*** Opening of Supplied entries ***

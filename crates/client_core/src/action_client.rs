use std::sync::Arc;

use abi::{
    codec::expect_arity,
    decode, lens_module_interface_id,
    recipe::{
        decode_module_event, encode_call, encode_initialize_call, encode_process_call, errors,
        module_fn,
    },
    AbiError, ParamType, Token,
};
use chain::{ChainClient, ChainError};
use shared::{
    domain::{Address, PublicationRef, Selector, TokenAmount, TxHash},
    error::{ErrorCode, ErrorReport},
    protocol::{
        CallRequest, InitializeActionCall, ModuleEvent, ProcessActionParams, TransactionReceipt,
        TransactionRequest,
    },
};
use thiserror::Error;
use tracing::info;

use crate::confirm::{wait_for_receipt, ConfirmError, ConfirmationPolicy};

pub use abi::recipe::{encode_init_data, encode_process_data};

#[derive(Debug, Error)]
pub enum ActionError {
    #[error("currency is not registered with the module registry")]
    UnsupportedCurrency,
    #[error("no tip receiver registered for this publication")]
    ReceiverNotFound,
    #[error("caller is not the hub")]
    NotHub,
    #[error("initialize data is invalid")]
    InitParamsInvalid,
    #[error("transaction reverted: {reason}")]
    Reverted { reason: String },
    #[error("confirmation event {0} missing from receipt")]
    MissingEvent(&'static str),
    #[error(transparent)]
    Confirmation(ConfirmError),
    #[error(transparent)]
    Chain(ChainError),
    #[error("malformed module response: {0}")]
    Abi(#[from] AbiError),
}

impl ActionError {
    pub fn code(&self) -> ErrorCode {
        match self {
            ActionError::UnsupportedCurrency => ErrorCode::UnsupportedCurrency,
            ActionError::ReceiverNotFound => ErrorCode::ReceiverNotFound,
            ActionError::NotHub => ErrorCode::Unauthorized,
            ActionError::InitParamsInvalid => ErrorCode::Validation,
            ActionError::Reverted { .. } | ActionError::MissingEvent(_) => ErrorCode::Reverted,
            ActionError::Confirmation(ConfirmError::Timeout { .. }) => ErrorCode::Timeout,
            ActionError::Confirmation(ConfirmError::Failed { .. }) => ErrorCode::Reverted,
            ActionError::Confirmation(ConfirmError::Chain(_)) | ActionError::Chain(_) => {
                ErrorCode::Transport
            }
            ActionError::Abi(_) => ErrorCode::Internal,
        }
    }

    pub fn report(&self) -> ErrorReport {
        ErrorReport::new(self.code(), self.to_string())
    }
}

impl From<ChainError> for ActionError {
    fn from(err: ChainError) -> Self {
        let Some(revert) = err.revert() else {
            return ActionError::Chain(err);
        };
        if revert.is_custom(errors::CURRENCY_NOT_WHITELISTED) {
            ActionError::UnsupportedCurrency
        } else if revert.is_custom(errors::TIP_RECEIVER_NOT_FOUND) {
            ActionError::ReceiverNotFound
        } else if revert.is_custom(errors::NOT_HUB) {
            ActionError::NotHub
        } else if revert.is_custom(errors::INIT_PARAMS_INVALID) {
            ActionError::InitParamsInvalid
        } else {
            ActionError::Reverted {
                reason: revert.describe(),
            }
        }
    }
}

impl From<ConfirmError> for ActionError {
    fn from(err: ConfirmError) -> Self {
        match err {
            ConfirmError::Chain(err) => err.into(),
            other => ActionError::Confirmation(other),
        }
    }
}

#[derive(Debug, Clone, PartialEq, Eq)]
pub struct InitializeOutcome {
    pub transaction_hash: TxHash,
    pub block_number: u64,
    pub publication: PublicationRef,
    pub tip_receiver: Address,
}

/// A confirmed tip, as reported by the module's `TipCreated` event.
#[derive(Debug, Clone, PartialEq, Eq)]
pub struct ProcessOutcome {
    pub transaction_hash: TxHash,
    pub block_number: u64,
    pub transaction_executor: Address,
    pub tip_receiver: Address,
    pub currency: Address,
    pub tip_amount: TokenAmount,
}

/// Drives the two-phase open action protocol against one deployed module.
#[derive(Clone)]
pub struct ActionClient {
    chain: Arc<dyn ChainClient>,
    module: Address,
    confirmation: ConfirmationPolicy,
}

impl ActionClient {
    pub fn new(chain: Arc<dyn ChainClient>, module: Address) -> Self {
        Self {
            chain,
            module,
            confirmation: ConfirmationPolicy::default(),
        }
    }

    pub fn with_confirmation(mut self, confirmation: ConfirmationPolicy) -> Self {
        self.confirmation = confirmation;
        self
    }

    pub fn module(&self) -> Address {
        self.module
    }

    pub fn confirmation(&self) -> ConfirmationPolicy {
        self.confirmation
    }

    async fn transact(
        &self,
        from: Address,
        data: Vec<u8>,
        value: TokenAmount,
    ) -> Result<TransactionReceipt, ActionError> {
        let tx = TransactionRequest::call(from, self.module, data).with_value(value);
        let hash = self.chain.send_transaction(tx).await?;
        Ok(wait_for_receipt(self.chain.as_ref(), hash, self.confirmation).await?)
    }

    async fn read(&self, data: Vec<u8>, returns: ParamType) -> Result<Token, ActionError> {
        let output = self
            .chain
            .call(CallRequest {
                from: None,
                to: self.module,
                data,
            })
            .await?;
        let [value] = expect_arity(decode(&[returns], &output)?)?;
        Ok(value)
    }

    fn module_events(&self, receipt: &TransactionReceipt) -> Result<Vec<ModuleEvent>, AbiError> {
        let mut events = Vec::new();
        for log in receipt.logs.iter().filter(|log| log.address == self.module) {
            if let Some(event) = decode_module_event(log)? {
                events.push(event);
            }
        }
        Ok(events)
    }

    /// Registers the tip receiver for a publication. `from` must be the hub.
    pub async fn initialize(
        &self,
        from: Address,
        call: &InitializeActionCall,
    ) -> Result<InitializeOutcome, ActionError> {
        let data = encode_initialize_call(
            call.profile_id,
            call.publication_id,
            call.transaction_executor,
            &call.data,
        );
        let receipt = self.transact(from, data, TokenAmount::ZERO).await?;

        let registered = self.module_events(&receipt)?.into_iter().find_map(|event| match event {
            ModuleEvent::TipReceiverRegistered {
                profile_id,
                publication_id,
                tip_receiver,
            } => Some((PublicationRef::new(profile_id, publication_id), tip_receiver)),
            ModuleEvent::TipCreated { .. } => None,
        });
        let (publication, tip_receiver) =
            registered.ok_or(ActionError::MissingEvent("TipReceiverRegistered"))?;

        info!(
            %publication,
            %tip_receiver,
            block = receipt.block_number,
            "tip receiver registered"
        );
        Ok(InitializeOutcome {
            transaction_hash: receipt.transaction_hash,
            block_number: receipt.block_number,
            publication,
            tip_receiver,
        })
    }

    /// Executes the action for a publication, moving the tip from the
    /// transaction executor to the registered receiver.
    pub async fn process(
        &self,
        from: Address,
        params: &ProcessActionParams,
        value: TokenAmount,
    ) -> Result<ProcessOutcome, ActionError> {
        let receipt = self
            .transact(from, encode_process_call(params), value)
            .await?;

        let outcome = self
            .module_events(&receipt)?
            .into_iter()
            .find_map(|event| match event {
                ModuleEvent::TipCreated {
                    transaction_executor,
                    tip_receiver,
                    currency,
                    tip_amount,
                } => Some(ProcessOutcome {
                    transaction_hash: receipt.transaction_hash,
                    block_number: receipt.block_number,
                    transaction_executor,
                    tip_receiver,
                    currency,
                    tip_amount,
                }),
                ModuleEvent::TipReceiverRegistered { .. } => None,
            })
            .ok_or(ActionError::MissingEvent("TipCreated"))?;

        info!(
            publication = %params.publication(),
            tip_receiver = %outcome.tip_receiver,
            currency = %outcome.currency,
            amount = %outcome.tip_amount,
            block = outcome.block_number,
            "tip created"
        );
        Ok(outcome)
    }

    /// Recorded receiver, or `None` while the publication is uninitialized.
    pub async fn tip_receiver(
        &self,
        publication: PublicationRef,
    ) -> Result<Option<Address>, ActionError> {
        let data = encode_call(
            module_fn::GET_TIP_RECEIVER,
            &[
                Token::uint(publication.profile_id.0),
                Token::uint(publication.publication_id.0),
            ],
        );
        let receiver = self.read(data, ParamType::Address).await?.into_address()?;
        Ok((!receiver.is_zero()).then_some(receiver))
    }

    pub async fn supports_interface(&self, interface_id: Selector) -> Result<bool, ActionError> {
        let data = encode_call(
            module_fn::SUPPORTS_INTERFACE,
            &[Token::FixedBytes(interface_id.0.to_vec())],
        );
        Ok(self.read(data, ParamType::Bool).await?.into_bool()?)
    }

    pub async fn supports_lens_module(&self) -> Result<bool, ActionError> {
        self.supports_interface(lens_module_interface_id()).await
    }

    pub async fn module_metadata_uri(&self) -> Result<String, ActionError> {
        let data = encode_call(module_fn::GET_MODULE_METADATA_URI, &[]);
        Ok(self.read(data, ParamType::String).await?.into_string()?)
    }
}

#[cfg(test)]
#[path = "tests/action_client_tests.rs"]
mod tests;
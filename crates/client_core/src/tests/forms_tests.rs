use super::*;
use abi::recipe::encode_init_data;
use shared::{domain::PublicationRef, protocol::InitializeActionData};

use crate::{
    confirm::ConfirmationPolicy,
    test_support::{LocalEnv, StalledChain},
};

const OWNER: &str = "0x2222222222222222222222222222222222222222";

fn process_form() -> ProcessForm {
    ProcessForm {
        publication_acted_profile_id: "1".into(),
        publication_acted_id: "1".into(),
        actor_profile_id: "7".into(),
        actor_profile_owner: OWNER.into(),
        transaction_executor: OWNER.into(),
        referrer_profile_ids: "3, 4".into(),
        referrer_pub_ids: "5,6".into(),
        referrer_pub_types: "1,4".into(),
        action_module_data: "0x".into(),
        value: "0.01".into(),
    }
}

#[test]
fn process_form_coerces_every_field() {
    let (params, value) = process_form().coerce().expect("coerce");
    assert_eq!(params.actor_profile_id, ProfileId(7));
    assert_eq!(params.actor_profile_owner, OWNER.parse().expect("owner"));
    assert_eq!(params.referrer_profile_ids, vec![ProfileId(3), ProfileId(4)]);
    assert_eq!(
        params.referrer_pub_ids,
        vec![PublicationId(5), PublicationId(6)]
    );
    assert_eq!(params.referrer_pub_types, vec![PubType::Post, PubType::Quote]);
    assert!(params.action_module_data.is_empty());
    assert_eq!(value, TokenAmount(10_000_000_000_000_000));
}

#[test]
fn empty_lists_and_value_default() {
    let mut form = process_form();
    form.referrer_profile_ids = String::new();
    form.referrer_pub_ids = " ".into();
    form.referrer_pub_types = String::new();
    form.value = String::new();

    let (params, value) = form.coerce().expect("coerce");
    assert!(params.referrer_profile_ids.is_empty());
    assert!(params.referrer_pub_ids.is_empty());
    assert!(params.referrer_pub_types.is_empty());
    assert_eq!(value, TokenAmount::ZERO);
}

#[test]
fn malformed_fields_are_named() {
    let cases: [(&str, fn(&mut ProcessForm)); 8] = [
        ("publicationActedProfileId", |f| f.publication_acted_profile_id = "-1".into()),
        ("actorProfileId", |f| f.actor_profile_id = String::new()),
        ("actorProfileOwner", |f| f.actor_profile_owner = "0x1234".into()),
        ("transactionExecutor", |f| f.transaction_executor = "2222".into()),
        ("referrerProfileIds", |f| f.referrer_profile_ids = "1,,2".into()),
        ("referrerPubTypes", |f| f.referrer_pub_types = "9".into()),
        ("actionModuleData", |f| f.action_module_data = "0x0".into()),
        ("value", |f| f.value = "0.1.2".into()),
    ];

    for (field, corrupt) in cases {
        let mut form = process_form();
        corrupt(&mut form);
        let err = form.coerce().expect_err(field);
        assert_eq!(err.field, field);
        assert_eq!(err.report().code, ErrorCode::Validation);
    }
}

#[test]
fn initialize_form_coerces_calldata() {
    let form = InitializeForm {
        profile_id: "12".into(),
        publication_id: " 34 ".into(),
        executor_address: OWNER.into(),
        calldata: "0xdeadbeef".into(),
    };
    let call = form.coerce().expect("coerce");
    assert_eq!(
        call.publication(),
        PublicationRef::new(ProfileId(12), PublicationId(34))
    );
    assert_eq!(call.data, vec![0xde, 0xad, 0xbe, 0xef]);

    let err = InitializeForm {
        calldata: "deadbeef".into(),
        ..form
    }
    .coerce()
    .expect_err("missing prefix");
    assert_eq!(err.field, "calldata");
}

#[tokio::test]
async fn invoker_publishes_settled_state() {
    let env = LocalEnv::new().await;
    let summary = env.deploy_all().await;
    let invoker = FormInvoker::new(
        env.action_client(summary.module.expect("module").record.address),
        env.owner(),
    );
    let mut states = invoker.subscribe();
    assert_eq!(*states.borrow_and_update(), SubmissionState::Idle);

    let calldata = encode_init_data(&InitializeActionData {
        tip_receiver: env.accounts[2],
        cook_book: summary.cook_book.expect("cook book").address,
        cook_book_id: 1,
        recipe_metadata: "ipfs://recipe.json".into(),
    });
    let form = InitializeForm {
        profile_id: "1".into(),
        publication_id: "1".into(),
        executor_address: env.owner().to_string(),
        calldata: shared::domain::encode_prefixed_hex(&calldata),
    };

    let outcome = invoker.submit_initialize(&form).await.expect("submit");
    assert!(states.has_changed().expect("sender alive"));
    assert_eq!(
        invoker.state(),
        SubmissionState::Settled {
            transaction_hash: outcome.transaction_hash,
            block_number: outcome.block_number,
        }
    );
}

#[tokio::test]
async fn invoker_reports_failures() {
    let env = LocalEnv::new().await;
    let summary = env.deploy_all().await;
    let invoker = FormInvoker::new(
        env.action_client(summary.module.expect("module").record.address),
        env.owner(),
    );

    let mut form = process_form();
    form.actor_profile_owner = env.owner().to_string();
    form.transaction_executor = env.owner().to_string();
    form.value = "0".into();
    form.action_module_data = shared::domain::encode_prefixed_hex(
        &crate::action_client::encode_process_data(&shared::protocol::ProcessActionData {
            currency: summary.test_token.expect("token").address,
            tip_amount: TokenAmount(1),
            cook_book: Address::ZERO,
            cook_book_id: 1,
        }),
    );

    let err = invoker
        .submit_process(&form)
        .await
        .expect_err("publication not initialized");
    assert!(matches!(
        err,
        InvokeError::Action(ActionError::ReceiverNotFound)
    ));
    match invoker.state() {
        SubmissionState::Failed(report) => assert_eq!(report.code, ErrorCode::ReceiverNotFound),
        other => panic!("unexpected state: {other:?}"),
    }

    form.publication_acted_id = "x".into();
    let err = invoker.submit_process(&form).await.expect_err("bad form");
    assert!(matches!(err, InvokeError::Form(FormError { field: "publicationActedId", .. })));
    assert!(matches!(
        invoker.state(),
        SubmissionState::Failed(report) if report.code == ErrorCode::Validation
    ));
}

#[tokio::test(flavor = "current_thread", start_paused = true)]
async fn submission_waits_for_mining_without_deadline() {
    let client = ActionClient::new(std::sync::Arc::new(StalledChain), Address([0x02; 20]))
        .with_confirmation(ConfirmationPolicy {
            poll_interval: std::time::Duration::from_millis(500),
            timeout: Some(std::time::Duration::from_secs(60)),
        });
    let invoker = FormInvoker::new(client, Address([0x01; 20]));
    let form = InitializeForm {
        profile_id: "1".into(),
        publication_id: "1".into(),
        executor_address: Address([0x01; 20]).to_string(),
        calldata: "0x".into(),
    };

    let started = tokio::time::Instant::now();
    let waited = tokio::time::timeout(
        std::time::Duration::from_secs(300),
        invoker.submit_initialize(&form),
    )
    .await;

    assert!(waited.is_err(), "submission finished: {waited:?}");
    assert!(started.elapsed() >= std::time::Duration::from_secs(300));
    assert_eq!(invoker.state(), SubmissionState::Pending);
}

*** Close of Supplied entries ***

*Work required*
Select all lines with the word "AbiError" from the entries above.

*Answer to this exercise*
    AbiError, ParamType, Token,
    Abi(#[from] AbiError),
    fn module_events(&self, receipt: &TransactionReceipt) -> Result<Vec<ModuleEvent>, AbiError> {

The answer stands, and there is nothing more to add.